A final judgment takes place when the court has made up it’s mind on a particular lawsuit. This will resolve the mishaps that caused the lawsuit to be filed, and will determine the rights and/or penalties of each party involved in the suit.
In a criminal lawsuit, the judgment will be forced by the gov’t. This more often than not results in one party being sentenced, which will be strongly enforced. Defendants can be ordered by the court to be placed on probation for a certain period of time, pay a fine(s), or can end up in jail or prison.
Vice-versa in a civil lawsuit, the parties of the lawsuit will be held responsible for enforcement of the judgment. When one party involved in the suit does not comply with court orders, it is up to the opposing party to seek assistance, that is, obtain the agreement settled by the court.
Enforcement of judgment occurs when a agreement (money judgment or order) is not paid. Even though most people who abide by the agreement issued by the court, there are some people out there that ignore curt orders and refuse to pay the fine. When the person responsible does not pay their fees, enforcement of the judgment is required.
Money judgment against property of debtor:
Through a process generally known as “execution,” the creditor in which holds the judgment will enforce a money judgment on the borrower. These judgments are enforceable for a certain set period of time.

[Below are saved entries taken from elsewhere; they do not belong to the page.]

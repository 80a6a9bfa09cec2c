use diesel::prelude::*;
use serde_json::Value;

use crate::schema::{core_repositorycontent, core_repositoryversion};

/// A repository version as stored, including its snapshot when one exists.
#[derive(Debug, Clone, Queryable, Selectable)]
#[diesel(table_name = core_repositoryversion)]
#[diesel(check_for_backend(diesel::sqlite::Sqlite))]
pub struct RepositoryVersion {
    pub pulp_id: String,
    pub repository_id: String,
    pub number: i64,
    pub content_ids: Option<Value>,
}

impl RepositoryVersion {
    pub fn has_snapshot(&self) -> bool {
        self.content_ids.is_some()
    }
}

#[derive(Insertable)]
#[diesel(table_name = core_repositoryversion)]
pub struct NewRepositoryVersion<'a> {
    pub pulp_id: &'a str,
    pub repository_id: &'a str,
    pub number: i64,
    pub content_ids: Option<Value>,
}

#[derive(Insertable)]
#[diesel(table_name = core_repositorycontent)]
pub struct NewRepositoryContent<'a> {
    pub pulp_id: &'a str,
    pub repository_id: &'a str,
    pub content_id: &'a str,
    pub version_added_id: &'a str,
    pub version_removed_id: Option<&'a str>,
}
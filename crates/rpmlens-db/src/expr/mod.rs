//! Expression types for building SQL conditions.
//!
//! This module contains the building blocks of query filters.

pub mod column;
pub mod ops;
pub mod params;

pub use column::Col;
pub use ops::{escape_like, AnyOf};
pub use params::{BindValue, Params};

The beginning of the process begins with a writ, followed by the judgment. The writ orders a levying officer to seize specific property of the borrower, and, upon legal notices and advertisements of sale, sell the property at auction (generally at the county courthouse) to the highest bidder. The proceeds of the auction will go to the costs of the levying officer and any liens against the property. If the sale does not produce enough to cover the balance owed on the mortgage, the creditor (in certain cases) may pursue other property of the debtor.

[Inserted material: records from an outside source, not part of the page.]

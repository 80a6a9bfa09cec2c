use std::{env, fs, path::PathBuf};

use clap::Parser;
use cli::{Args, Commands};
use logging::setup_logging;
use miette::IntoDiagnostic;
use rpmlens_config::{
    config::{self, generate_default_config, get_config, Config, LogConfig, CONFIG_PATH},
    utils::expand_path,
};
use rpmlens_core::{
    options::{ErrataFilters, ModuleStreamFilters, PackageListFilters, PageOptions},
    ContentIndex,
};
use query::Output;
use tracing::{debug, info, warn};
use utils::COLOR;

mod cli;
mod logging;
mod query;
mod utils;

fn page(offset: i64, limit: i64, sort_by: Option<String>) -> PageOptions {
    let page = PageOptions::new(offset, limit);
    match sort_by {
        Some(sort_by) => page.with_sort(sort_by),
        None => page,
    }
}

fn absolute(path: PathBuf) -> miette::Result<PathBuf> {
    if path.is_absolute() {
        return Ok(path);
    }
    Ok(env::current_dir().into_diagnostic()?.join(path))
}

fn print_config() -> miette::Result<()> {
    let config_path = CONFIG_PATH.read().unwrap().to_path_buf();
    let content = match fs::read_to_string(&config_path) {
        Ok(v) => v,
        Err(err) if err.kind() == std::io::ErrorKind::NotFound => {
            warn!("Config file {} not found", config_path.display());
            toml::to_string_pretty(&get_config()).into_diagnostic()?
        }
        Err(err) => return Err(err).into_diagnostic(),
    };
    info!("{}", content);
    Ok(())
}

fn handle_cli() -> miette::Result<()> {
    let args = Args::parse();

    if args.no_color {
        let mut color = COLOR.write().unwrap();
        *color = false;
    }

    if let Some(ref c) = args.config {
        config::set_config_path(absolute(expand_path(c))?);
    }

    let log = match args.command {
        Commands::DefConfig => LogConfig::default(),
        _ => {
            config::init()?;
            get_config().log
        }
    };
    setup_logging(&args, &log);

    let output = Output {
        json: args.json,
    };

    match args.command {
        Commands::DefConfig => {
            generate_default_config()?;
            return Ok(());
        }
        Commands::Config => return print_config(),
        Commands::Env => {
            let config: Config = get_config();
            info!("RPMLENS_CONFIG={}", CONFIG_PATH.read().unwrap().display());
            info!("RPMLENS_DB={}", config.get_db_path().display());
            return Ok(());
        }
        _ => {}
    }

    let config = get_config();
    let index = ContentIndex::from_config(&config)?;
    let (connections, idle) = index.pool().status();
    debug!(
        db = config.get_db_path().display().to_string().as_str(),
        pool_limit = config.pool_limit(),
        connections,
        idle,
        "opened content store"
    );

    match args.command {
        Commands::Packages {
            versions,
            search,
            limit,
        } => query::search_packages(&index, &versions.versions, &search, limit, output)?,
        Commands::Groups {
            versions,
            search,
            limit,
        } => query::search_groups(&index, &versions.versions, &search, limit, output)?,
        Commands::Environments {
            versions,
            search,
            limit,
        } => query::search_environments(&index, &versions.versions, &search, limit, output)?,
        Commands::List {
            versions,
            name,
            offset,
            limit,
            sort_by,
        } => {
            let filters = PackageListFilters {
                name,
            };
            query::list_packages(
                &index,
                &versions.versions,
                &filters,
                &page(offset, limit, sort_by),
                output,
            )?
        }
        Commands::Modules {
            versions,
            rpm_names,
            search,
            sort_by,
        } => {
            let filters = ModuleStreamFilters {
                rpm_names,
                search,
            };
            query::list_modules(&index, &versions.versions, &filters, &sort_by, output)?
        }
        Commands::Errata {
            versions,
            search,
            types,
            severities,
            offset,
            limit,
            sort_by,
        } => {
            let filters = ErrataFilters {
                search,
                types,
                severities,
            };
            query::list_errata(
                &index,
                &versions.versions,
                &filters,
                &page(offset, limit, sort_by),
                output,
            )?
        }
        Commands::Config | Commands::DefConfig | Commands::Env => unreachable!(),
    }

    Ok(())
}

fn main() {
    miette::set_hook(Box::new(|_| {
        Box::new(
            miette::MietteHandlerOpts::new()
                .terminal_links(true)
                .unicode(true)
                .context_lines(2)
                .build(),
        )
    }))
    .ok();

    if let Err(err) = handle_cli() {
        eprintln!("{err:?}");
        std::process::exit(1);
    }
}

In some cases, the creditor will bid at auction and take the property back if there are no other bidders, or the bid prices are too low.

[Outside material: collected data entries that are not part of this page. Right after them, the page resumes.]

#[cfg(test)]
mod tests {
    use super::*;
    use crate::trailer::AuditToken;

    const LOCAL: PortName = 0x0a03;
    const REPLY: PortName = 0x1b07;
    const TASK: PortName = 0x2c0b;

    const RECORD: IdentityRecord =
        IdentityRecord { auid: 501, euid: 501, egid: 20, ruid: 501, rgid: 20, pid: 77, asid: 9 };

    fn received_image() -> [u8; HELLO_RECEIVE_SIZE] {
        let mut message = HelloMessage::new(LOCAL, REPLY, TASK);
        message.header.bits = received_bits();
        message.header.remote_port = REPLY;
        message.header.local_port = LOCAL;
        message.descriptor.disposition = Disposition::MoveSend.raw();
        let mut buf = [0_u8; HELLO_RECEIVE_SIZE];
        buf[..HELLO_SIZE].copy_from_slice(&message.to_le_bytes());
        buf[HELLO_SIZE..]
            .copy_from_slice(&AuditTrailer::new(0, AuditToken::new(&RECORD, 0)).to_le_bytes());
        buf
    }

    fn expect() -> HelloExpectations {
        HelloExpectations { local_port: LOCAL, audit_trailer: true }
    }

    fn decode(bytes: &[u8]) -> (Result<ReceivedHello, DecodeError>, Vec<FieldMismatch>) {
        let mut found = Vec::new();
        let result = decode_received(bytes, &expect(), |m| found.push(m));
        (result, found)
    }

    #[test]
    fn hello_golden_vector() {
        const GOLDEN: [u8; HELLO_SIZE] = [
            0x13, 0x14, 0x00, 0x80, // bits(COPY_SEND, MAKE_SEND) | COMPLEX
            0x28, 0x00, 0x00, 0x00, // size 40
            0x03, 0x0a, 0x00, 0x00, // remote (destination)
            0x07, 0x1b, 0x00, 0x00, // local (reply)
            0x00, 0x00, 0x00, 0x00, // voucher
            0x00, 0x00, 0x00, 0x00, // id
            0x01, 0x00, 0x00, 0x00, // descriptor count
            0x0b, 0x2c, 0x00, 0x00, // task port
            0x00, 0x00, 0x00, 0x00, // pad1
            0x00, 0x00, 0x13, 0x00, // pad2, COPY_SEND, PORT
        ];
        let bytes = HelloMessage::new(LOCAL, REPLY, TASK).to_le_bytes();
        assert_eq!(bytes, GOLDEN, "golden vector out of date; expected bytes: {bytes:02x?}");
    }

    #[test]
    fn well_formed_message_decodes_cleanly() {
        let (result, found) = decode(&received_image());
        let hello = result.expect("decodes");
        assert!(found.is_empty(), "unexpected mismatches: {found:?}");
        assert_eq!(hello.reply_port(), REPLY);
        assert_eq!(hello.task_port(), TASK);
        assert_eq!(hello.identity(), Some(RECORD));
    }

    #[test]
    fn zero_descriptors_halt_before_descriptor() {
        let mut image = received_image();
        image[BODY_OFFSET..DESCRIPTOR_OFFSET].copy_from_slice(&0u32.to_le_bytes());
        // Garbage where the descriptor would be must never be looked at.
        image[DESCRIPTOR_OFFSET + 11] = 0xff;
        let (result, found) = decode(&image);
        assert_eq!(result, Err(DecodeError::DescriptorCount(0)));
        assert!(found.is_empty());
    }

    #[test]
    fn wrong_size_is_structural() {
        let mut image = received_image();
        image[4..8].copy_from_slice(&28u32.to_le_bytes());
        let (result, _) = decode(&image);
        assert_eq!(result, Err(DecodeError::Size { expected: 40, actual: 28 }));
    }

    #[test]
    fn raw_data_descriptor_is_rejected() {
        let mut image = received_image();
        image[DESCRIPTOR_OFFSET + 11] = descriptor_type::OOL;
        assert_eq!(decode(&image).0, Err(DecodeError::DescriptorType(descriptor_type::OOL)));
    }

    #[test]
    fn unexpected_disposition_is_rejected() {
        let mut image = received_image();
        image[DESCRIPTOR_OFFSET + 10] = Disposition::MoveSendOnce.raw();
        assert_eq!(decode(&image).0, Err(DecodeError::Disposition(18)));
    }

    #[test]
    fn null_ports_are_structural() {
        let mut image = received_image();
        image[0..4].copy_from_slice(&(MsghFlags::COMPLEX.bits() | 0x1100).to_le_bytes());
        image[8..12].copy_from_slice(&PORT_NULL.to_le_bytes());
        let (result, found) = decode(&image);
        assert_eq!(result, Err(DecodeError::NullReplyPort));
        assert_eq!(found.iter().map(|m| m.field).collect::<Vec<_>>(), [HelloField::Bits]);

        let mut image = received_image();
        image[DESCRIPTOR_OFFSET..DESCRIPTOR_OFFSET + 4].copy_from_slice(&PORT_NULL.to_le_bytes());
        let (result, found) = decode(&image);
        assert_eq!(result, Err(DecodeError::NullTaskPort));
        assert!(found.is_empty());
    }

    #[test]
    fn trailer_tags_are_checked() {
        let mut image = received_image();
        image[HELLO_SIZE + 4..HELLO_SIZE + 8].copy_from_slice(&8u32.to_le_bytes());
        assert_eq!(decode(&image).0, Err(DecodeError::TrailerSize(8)));

        let mut image = received_image();
        image[HELLO_SIZE..HELLO_SIZE + 4].copy_from_slice(&1u32.to_le_bytes());
        assert_eq!(decode(&image).0, Err(DecodeError::TrailerType(1)));
    }

    #[test]
    fn field_mismatches_are_reported_and_decoding_continues() {
        let mut image = received_image();
        let plain = msgh_bits(Disposition::MoveSend, Disposition::MoveSend);
        image[0..4].copy_from_slice(&plain.to_le_bytes());
        image[12..16].copy_from_slice(&0x9999u32.to_le_bytes());
        image[HELLO_SIZE + 8..HELLO_SIZE + 12].copy_from_slice(&4u32.to_le_bytes());
        let (result, found) = decode(&image);
        assert!(result.is_ok());
        let fields: Vec<HelloField> = found.iter().map(|m| m.field).collect();
        assert_eq!(fields, [HelloField::Bits, HelloField::LocalPort, HelloField::Seqno]);
        assert_eq!(found[1].actual, 0x9999);
    }

    #[test]
    fn trailer_is_optional_when_not_requested() {
        let image = received_image();
        let expect = HelloExpectations { local_port: LOCAL, audit_trailer: false };
        let hello = decode_received(&image[..HELLO_SIZE], &expect, |_| {}).expect("decodes");
        assert_eq!(hello.trailer, None);
        assert_eq!(hello.identity(), None);
    }

    #[test]
    fn short_buffer_is_truncated() {
        let image = received_image();
        assert_eq!(
            decode(&image[..HEADER_SIZE - 2]).0,
            Err(DecodeError::Truncated { needed: HEADER_SIZE, available: HEADER_SIZE - 2 })
        );
        assert_eq!(
            decode(&image[..HELLO_SIZE]).0,
            Err(DecodeError::Truncated {
                needed: HELLO_SIZE + TRAILER_MIN_SIZE,
                available: HELLO_SIZE
            })
        );
    }
}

Prior to the sell of the property, the levying officer cannot offer potential buyers access to the property being auctioned off for any reason including property inspection prior to the sale date. Any third party who wishes to purchase the property generally will have to pay the full amount in cash at the time of sale (or in some cases a deposit can be made with the entire amount paid shortly after) and, in some cases, may be responsible for the eviction of any tenants still living in the home. Also, in some jurisdiction, the debtor may be able to buy back the property from the purchaser for a short period of time after the sale is final.
In many cases, a judgment debtor is owed a debt by another. If the judgment debtor is a wage earner, the employer owes her wages. If the judgment debtor has a checking account, the bank owes her the amount of funds credited to the account. If the judgment debtor has a tort judgment against a tortfeasor, the tortfeasor owes the judgment debtor the amount of the tort judgment. If the judgment debtor is a manufacturer, the purchasers of its products owe for goods purchased on credit. A judgment creditor may satisfy its judgment by obtaining a writ of garnishment ordering the relevant third party (e.g. the judgment debtor’s employer) to pay the judgment creditor. Garnishment procedure varies among states.
For borrowers that have interest in real property, the creditor pursuing the judgment may try and obtain a lien against that property by recording legitimate evidence in the accurate land recorder’s office. This type of lien is generally referred to as a “judgment lien.” If they have several interests in real property in that county, the lien may attach to all real property located within the county.
Some state laws can protect an individual from the enforcement of a money judgment. Property that has such protections is known as exempt property. Federal law as well as bankruptcy law can protect certain debtors from the reach of judgment. Bankruptcy law allows all unsecured debts of the borrower to be protected form a judgment in the event the borrower claims bankruptcy.
The type of protection debtors carry varies greatly among the states. The exemption laws set forth in certain states such as Texas and California is much more generous than that of other states like Pennsylvania. General state exemption laws will help protect all, or a portion of the homeowner’s equity in their primary residence, known as the homestead exemption), in home appliances, furnishings, automobiles, tools needed for trade, jewelry, health aids, and insurance benefits.
It is very important for anyone facing a potential judgment to take the time to understand that exemptions from the enforcement of a money judgment by a creditor do not protect a debtor from the enforcement of consensual or statutory liens. Suppose, using facts from the foregoing example, that Tom failed to make monthly mortgage payments to the lender whose debt was secured by the deed of trust on the residential real property. The lender would be able to foreclose on the residence (i.e. force its sale either in a judicial foreclosure sale, to be distinguished from an execution sale, or in a private sale pursuant to powers given in the deed of trust); the homestead exemption would not protect the debtor against enforcement of the consensual lien. On a moment’s reflection, the reason for this should be obvious. When Tom obtained a loan to purchase his residence, he granted the lender a lien to secure his promise to repay the loan; the lender would not have made a loan but for this security.